(Saved data entries)
● ● ● ● ●

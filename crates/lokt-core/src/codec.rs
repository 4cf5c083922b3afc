//! Lockfile codec — §4.1.
//!
//! Grounded on the teacher's `io/atomic.rs` (platform-`cfg` structuring),
//! `io/inbox.rs` (temp+fsync+rename sequence), and `atm-agent-mcp/src/lock.rs`
//! (exclusive-create-first-claim semantics). Unlike the teacher's inbox
//! writer, this codec never merges concurrent writers: renewal is
//! same-identity-only, so a plain atomic-write suffices.

use std::fs::{self, File, OpenOptions};
use std::io::Write;
use std::path::Path;

use crate::error::{LoktError, Result};
use crate::record::LockRecord;

/// Read and parse a record at `path`. Returns `Ok(None)` if the path doesn't
/// exist. Parse failures return `LoktError::Corrupted` carrying the raw
/// byte count, per §4.1.
pub fn read(path: &Path) -> Result<Option<LockRecord>> {
    let bytes = match fs::read(path) {
        Ok(b) => b,
        Err(e) if e.kind() == std::io::ErrorKind::NotFound => return Ok(None),
        Err(e) => return Err(LoktError::io(path, e)),
    };
    match serde_json::from_slice::<LockRecord>(&bytes) {
        Ok(r) => Ok(Some(r)),
        Err(_) => Err(LoktError::Corrupted { path: path.to_path_buf(), size: bytes.len() as u64 }),
    }
}

/// `exclusive-create(path, record)` — create-if-absent-and-fail-if-present.
/// Returns `Ok(())` on success; `Err(Operational)` wrapping `AlreadyExists`
/// is surfaced distinctly so callers can branch on "held" vs other I/O
/// failures via `is_already_exists`.
pub fn exclusive_create(path: &Path, record: &LockRecord) -> Result<()> {
    let body = serialize(record)?;
    let mut file = match OpenOptions::new().write(true).create_new(true).open(path) {
        Ok(f) => f,
        Err(e) if e.kind() == std::io::ErrorKind::AlreadyExists => {
            return Err(LoktError::Operational(format!("{} already exists", path.display())));
        }
        Err(e) => return Err(LoktError::io(path, e)),
    };
    file.write_all(&body).map_err(|e| LoktError::io(path, e))?;
    file.sync_all().map_err(|e| LoktError::io(path, e))?;
    drop(file);
    fsync_parent(path)?;
    Ok(())
}

pub fn is_already_exists(err: &LoktError) -> bool {
    matches!(err, LoktError::Operational(msg) if msg.ends_with("already exists"))
}

/// `atomic-write(path, record)` — write-temp, fsync, rename, fsync-parent.
/// Used for renewal and re-entrant refresh, where the caller already knows
/// it legitimately owns the record (§4.5.1 step 4, §4.5.3).
pub fn atomic_write(path: &Path, record: &LockRecord) -> Result<()> {
    let body = serialize(record)?;
    let tmp_path = tmp_sibling(path);

    let write_result = (|| -> Result<()> {
        let mut tmp = File::create(&tmp_path).map_err(|e| LoktError::io(&tmp_path, e))?;
        tmp.write_all(&body).map_err(|e| LoktError::io(&tmp_path, e))?;
        tmp.sync_all().map_err(|e| LoktError::io(&tmp_path, e))?;
        Ok(())
    })();

    if let Err(e) = write_result {
        let _ = fs::remove_file(&tmp_path);
        return Err(e);
    }

    if let Err(e) = fs::rename(&tmp_path, path) {
        let _ = fs::remove_file(&tmp_path);
        return Err(LoktError::io(path, e));
    }

    fsync_parent(path)?;
    Ok(())
}

/// Remove a record durably: unlink, then fsync the parent directory —
/// §4.5.2, §9 ("open parent, unlink, fsync parent").
pub fn remove(path: &Path) -> Result<()> {
    match fs::remove_file(path) {
        Ok(()) => {}
        Err(e) if e.kind() == std::io::ErrorKind::NotFound => {
            return Err(LoktError::NotFound { name: path_stem(path) });
        }
        Err(e) => return Err(LoktError::io(path, e)),
    }
    fsync_parent(path)
}

/// Best-effort removal used by repair/sweep paths where "not found" is not
/// an error (another racer may have already removed it).
pub fn remove_best_effort(path: &Path) {
    let _ = fs::remove_file(path);
    let _ = fsync_parent(path);
}

fn path_stem(path: &Path) -> String {
    path.file_stem().map(|s| s.to_string_lossy().into_owned()).unwrap_or_default()
}

fn serialize(record: &LockRecord) -> Result<Vec<u8>> {
    serde_json::to_vec(record).map_err(|e| LoktError::json(record.name.clone(), e))
}

fn tmp_sibling(path: &Path) -> std::path::PathBuf {
    let pid = std::process::id();
    let nonce: u64 = {
        // A per-process counter would need shared state; process id + address
        // of a stack local is sufficient entropy to avoid same-process
        // collisions for sibling temp files within a single invocation.
        let x = &pid as *const _ as u64;
        x ^ (pid as u64)
    };
    let file_name = path.file_name().map(|n| n.to_string_lossy().into_owned()).unwrap_or_default();
    path.with_file_name(format!("{file_name}.tmp-{pid}-{nonce:x}"))
}

#[cfg(unix)]
fn fsync_parent(path: &Path) -> Result<()> {
    let Some(parent) = path.parent() else { return Ok(()) };
    let dir = File::open(parent).map_err(|e| LoktError::io(parent, e))?;
    dir.sync_all().map_err(|e| LoktError::io(parent, e))
}

#[cfg(not(unix))]
fn fsync_parent(_path: &Path) -> Result<()> {
    // Directory fsync has no equivalent on non-Unix targets; rename is the
    // durability boundary there.
    Ok(())
}
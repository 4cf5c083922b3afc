//! lokt - decentralized, file-based named mutex coordination
//!
//! A thin CLI over `lokt-core`'s filesystem-atomicity-based lock engine:
//! acquire, release, renew, freeze, guard a child process, and inspect
//! lock/freeze state, all coordinated through plain files under a
//! discovered root directory — no daemon, no network service.

use clap::Parser;

mod commands;

use commands::Cli;

fn main() {
    lokt_core::logging::init();
    let cli = Cli::parse();
    let code = cli.execute();
    std::process::exit(code);
}
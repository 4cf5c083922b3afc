//! `lokt exists` — check whether a named lock exists (§4.8).

use clap::Args;

use super::common;

#[derive(Args, Debug)]
pub struct ExistsArgs {
    /// Name to check
    pub name: String,

    /// Emit machine-readable JSON instead of human-readable text
    #[arg(long)]
    pub json: bool,
}

pub fn execute(args: ExistsArgs) -> i32 {
    let json = args.json;
    match run(&args) {
        Ok(()) => {
            if json {
                println!("{}", serde_json::json!({ "exists": true, "name": args.name }));
            } else {
                println!("'{}' exists", args.name);
            }
            0
        }
        Err(e) => common::report_error(&e, json),
    }
}

fn run(args: &ExistsArgs) -> lokt_core::Result<()> {
    let root = common::resolve_root()?;
    common::maybe_sweep(&root);
    lokt_core::introspect::exists(&root, &args.name)
}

● ● ● ● ●

Aim of the task :: Look over the entries above and count the lines where the word "Some" appears, then report only that count.

Task output :: 2